**Task prompt**
Count every line of these entries that holds the word "buffer", and reply with the number only.

(Source information)

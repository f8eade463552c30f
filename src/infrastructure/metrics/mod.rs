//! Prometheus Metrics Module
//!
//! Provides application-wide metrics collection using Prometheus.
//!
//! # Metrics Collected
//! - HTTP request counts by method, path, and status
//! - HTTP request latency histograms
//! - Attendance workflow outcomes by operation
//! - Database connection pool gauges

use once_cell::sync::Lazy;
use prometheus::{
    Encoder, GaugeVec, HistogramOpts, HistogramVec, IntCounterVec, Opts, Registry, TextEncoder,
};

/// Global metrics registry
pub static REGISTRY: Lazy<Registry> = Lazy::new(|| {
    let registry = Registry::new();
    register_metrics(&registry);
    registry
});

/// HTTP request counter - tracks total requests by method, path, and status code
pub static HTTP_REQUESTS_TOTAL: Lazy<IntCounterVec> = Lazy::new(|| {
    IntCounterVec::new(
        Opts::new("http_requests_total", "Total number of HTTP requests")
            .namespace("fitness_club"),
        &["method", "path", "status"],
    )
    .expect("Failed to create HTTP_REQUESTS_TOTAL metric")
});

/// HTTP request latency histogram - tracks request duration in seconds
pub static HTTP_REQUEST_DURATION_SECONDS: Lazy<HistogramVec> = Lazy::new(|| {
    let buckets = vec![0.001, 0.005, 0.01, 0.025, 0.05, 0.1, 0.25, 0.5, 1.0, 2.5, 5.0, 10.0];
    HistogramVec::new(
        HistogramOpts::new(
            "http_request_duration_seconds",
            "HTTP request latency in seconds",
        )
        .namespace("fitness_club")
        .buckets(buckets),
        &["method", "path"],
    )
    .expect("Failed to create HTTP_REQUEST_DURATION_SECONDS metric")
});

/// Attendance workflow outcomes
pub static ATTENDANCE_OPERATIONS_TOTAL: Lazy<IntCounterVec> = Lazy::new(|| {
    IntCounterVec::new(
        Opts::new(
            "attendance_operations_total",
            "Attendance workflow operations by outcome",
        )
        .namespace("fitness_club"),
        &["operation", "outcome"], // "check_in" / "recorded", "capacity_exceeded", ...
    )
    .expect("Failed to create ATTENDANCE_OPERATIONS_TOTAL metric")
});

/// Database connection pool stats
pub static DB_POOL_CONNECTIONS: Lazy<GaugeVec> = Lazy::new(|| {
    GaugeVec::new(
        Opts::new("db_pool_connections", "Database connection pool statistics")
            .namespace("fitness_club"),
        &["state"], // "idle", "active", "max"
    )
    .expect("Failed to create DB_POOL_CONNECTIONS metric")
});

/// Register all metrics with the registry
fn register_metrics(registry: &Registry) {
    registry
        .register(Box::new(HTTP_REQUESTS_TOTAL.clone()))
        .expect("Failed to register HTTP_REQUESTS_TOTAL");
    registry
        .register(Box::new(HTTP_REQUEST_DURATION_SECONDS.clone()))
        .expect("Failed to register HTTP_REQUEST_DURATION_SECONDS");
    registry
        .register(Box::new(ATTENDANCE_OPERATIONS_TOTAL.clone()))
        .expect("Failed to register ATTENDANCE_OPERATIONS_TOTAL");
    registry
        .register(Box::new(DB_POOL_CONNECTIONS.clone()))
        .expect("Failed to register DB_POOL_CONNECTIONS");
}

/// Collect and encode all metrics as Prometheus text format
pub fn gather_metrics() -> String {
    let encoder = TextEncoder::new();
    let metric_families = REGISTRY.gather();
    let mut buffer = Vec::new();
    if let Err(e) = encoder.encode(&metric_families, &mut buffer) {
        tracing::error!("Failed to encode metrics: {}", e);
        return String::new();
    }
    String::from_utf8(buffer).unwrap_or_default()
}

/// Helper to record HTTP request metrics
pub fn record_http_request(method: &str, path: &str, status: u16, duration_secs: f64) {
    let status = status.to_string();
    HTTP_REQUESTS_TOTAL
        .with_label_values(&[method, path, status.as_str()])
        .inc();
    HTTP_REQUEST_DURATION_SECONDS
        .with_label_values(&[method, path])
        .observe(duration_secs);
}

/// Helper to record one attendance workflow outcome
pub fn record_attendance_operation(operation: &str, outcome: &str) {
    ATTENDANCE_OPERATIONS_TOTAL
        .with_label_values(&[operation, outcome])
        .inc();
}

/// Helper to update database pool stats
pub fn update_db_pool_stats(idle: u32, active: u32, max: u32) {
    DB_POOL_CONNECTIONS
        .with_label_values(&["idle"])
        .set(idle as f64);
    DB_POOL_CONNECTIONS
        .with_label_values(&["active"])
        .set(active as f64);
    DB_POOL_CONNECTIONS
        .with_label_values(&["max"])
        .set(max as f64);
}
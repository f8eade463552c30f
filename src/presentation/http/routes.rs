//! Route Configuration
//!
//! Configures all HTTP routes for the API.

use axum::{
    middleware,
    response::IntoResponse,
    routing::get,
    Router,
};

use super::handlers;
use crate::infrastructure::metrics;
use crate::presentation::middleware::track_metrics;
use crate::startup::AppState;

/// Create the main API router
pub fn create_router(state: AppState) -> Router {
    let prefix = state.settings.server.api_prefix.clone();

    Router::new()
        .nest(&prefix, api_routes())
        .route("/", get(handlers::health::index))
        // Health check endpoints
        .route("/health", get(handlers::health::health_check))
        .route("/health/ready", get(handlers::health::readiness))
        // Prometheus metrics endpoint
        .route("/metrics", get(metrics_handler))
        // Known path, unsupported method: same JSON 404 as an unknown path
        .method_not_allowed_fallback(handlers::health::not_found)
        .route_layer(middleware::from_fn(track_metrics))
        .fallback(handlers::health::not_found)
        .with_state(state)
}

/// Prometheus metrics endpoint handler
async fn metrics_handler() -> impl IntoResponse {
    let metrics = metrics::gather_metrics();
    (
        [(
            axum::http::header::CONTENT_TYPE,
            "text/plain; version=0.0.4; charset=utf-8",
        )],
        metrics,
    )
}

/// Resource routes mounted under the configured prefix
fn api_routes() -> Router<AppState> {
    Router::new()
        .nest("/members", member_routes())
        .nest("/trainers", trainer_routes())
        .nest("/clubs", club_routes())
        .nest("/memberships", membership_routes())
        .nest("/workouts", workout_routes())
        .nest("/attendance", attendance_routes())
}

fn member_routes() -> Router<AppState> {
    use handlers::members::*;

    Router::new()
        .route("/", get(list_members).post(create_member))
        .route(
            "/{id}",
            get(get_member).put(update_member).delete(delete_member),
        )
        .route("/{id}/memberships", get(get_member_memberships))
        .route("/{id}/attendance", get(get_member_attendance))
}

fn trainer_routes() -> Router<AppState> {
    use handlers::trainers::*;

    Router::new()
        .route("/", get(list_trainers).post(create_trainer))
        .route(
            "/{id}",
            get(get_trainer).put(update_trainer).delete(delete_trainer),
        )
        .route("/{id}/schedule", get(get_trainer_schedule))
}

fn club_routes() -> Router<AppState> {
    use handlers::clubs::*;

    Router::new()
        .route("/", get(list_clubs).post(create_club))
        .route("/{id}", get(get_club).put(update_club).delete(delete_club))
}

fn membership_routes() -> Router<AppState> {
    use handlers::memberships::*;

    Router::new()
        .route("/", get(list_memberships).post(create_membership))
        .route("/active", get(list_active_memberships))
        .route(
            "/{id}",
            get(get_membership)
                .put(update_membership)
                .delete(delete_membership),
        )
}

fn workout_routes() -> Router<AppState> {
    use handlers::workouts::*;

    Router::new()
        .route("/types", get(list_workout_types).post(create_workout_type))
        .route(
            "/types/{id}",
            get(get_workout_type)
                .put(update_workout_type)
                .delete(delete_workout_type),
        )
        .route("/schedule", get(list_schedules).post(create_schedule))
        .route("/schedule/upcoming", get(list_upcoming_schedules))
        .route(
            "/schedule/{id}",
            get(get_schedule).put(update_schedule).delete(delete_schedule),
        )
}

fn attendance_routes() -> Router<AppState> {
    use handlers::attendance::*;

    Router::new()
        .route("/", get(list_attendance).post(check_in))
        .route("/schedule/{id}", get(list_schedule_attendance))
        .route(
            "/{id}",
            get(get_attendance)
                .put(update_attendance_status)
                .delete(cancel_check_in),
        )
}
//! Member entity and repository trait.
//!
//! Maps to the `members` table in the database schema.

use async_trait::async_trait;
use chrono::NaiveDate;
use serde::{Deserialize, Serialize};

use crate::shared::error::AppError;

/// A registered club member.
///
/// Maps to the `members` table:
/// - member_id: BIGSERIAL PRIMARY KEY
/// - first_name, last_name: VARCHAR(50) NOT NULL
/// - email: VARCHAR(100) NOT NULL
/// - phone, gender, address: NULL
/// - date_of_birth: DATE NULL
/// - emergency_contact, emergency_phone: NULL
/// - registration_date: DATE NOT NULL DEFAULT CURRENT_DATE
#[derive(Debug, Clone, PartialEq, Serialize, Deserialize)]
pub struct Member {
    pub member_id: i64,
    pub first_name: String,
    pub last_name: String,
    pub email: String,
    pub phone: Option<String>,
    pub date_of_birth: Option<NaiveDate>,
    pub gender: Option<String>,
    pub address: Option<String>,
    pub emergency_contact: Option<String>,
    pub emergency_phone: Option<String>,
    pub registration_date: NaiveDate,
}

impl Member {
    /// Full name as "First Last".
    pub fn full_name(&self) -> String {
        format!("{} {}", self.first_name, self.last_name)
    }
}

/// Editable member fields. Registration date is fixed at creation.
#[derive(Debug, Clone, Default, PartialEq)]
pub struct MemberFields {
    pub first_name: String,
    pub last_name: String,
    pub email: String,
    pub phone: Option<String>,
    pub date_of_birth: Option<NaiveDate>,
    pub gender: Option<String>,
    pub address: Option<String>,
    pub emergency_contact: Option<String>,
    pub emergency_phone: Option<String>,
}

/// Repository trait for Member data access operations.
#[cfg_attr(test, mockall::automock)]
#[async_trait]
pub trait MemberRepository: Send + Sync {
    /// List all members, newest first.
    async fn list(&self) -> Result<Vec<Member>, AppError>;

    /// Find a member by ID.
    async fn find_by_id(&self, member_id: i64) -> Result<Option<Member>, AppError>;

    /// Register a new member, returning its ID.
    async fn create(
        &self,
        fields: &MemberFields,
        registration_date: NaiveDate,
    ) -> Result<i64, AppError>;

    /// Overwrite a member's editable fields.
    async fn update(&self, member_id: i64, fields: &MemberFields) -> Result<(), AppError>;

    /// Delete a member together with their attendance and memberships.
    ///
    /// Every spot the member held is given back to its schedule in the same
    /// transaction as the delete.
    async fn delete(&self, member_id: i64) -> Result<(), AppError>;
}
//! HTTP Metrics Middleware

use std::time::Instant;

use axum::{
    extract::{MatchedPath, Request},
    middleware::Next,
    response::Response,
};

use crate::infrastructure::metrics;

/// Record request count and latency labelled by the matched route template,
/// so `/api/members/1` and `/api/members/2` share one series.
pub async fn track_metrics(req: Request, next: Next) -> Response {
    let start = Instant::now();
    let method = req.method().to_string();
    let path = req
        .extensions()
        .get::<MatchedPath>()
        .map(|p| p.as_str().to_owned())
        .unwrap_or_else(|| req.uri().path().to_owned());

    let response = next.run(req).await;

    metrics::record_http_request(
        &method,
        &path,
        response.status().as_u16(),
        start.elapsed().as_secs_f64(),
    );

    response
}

(End Source information)

**Task solution**
3